File ~/workspace/venv/puma-lab/lib/python3.10/site-packages/ray/_private/client_mode_hook.py:105, in client_mode_hook.<locals>.wrapper(*args, **kwargs)
    103     if func.__name__ != "init" or is_client_mode_enabled_by_default:
    104         return getattr(ray, func.__name__)(*args, **kwargs)
--> 105 return func(*args, **kwargs)

File ~/workspace/venv/puma-lab/lib/python3.10/site-packages/ray/_private/worker.py:2309, in get(object_refs, timeout)
   2307     worker.core_worker.dump_object_store_memory_usage()
   2308 if isinstance(value, RayTaskError):
-> 2309     raise value.as_instanceof_cause()
   2310 else:
   2311     raise value

RayTaskError(TypeError): ray::get_plot() (pid=36727, ip=192.168.0.107)
  File "/home/toaster/workspace/venv/puma-lab/lib/python3.10/site-packages/ray/cloudpickle/cloudpickle_fast.py", line 73, in dumps
    cp.dump(obj)
  File "/home/toaster/workspace/venv/puma-lab/lib/python3.10/site-packages/ray/cloudpickle/cloudpickle_fast.py", line 627, in dump
    return Pickler.dump(self, obj)
TypeError: cannot pickle 'weakref.ReferenceType' object

maximlt · December 29, 2022, 8:46am

Hi @terry,

Is there you could provide a piece of code one can run to reproduce your issue? I’ve personally never used ray.io.

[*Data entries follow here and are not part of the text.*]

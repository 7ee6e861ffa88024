//! Terminal input (engine-facing).
//!
//! Maps `crossterm` key events into [`crate::types::Command`]s. Repeat and
//! debounce timing are left to the terminal; every press becomes one command.

pub mod map;

pub use blockfall_types as types;

pub use map::{handle_key_event, should_quit};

From what I know HoloViews (hvPlot returns HoloViews objects) was originally used in a similar way, distributing the creation of many HoloViews objects in a cluster.

I’m not sure what the issue is there. Either that’s a bug, in which case it’d be nice to be able to reproduce it, or you have to configure ray.io's serializer for HoloViews objects, as they need some special handling for the options tree (see this issue with some useful context).

terry · December 30, 2022, 3:39pm

Seems the problem with weakref exception occurs only when using .plot(datashade=True) which I sadly need.
I’ve checked ray serialization debuggin function, but get the same weakref info. Also tried to serialize with the library dill, without success.

import holoviews
import pandas
import ray


@ray.remote
def calculate_plot_on_remote_node(df, column_name):
    pandas.options.plotting.backend = "holoviews"
    # when `.plot(datashade=True)` we get `TypeError: cannot pickle 'weakref.ReferenceType' object`
    return df[column_name].plot()

def plot_alot_of_columns(df):
    plots = []
    refs_task = []  # save references to tasks we distribute
    ref_df = ray.put(df)  # move `df` to every node's memory
    
    # let's say we want to plot columns
    for column_name in df.columns:
        # distribute tasks and save references so we can collect them later
        refs_task.append(
            calculate_plot_on_remote_node.remote(ref_df, column_name))
        # plots.append(
            # calculate_plot_on_remote_node(df, column_name))
    
    # collect processed tasks
    while refs_task:
        refs_task_done, refs_task = ray.wait(refs_task)
        plots += ray.get(refs_task_done)
     
    return holoviews.Layout(plots).cols(3)


# This will start `ray` processes on local machine (also known in `ray` terminology 
# as the "driver node" - the node from which we're distributing tasks).
ray.init()  # N.B. this must be called only once in the script/jupyterlab

df = pandas.DataFrame({"col1": [i for i in range(10)], 
                       "col2": [i for i in range(10,20)],
                       "col3": [i for i in range(20,30)]})
plot_alot_of_columns(df)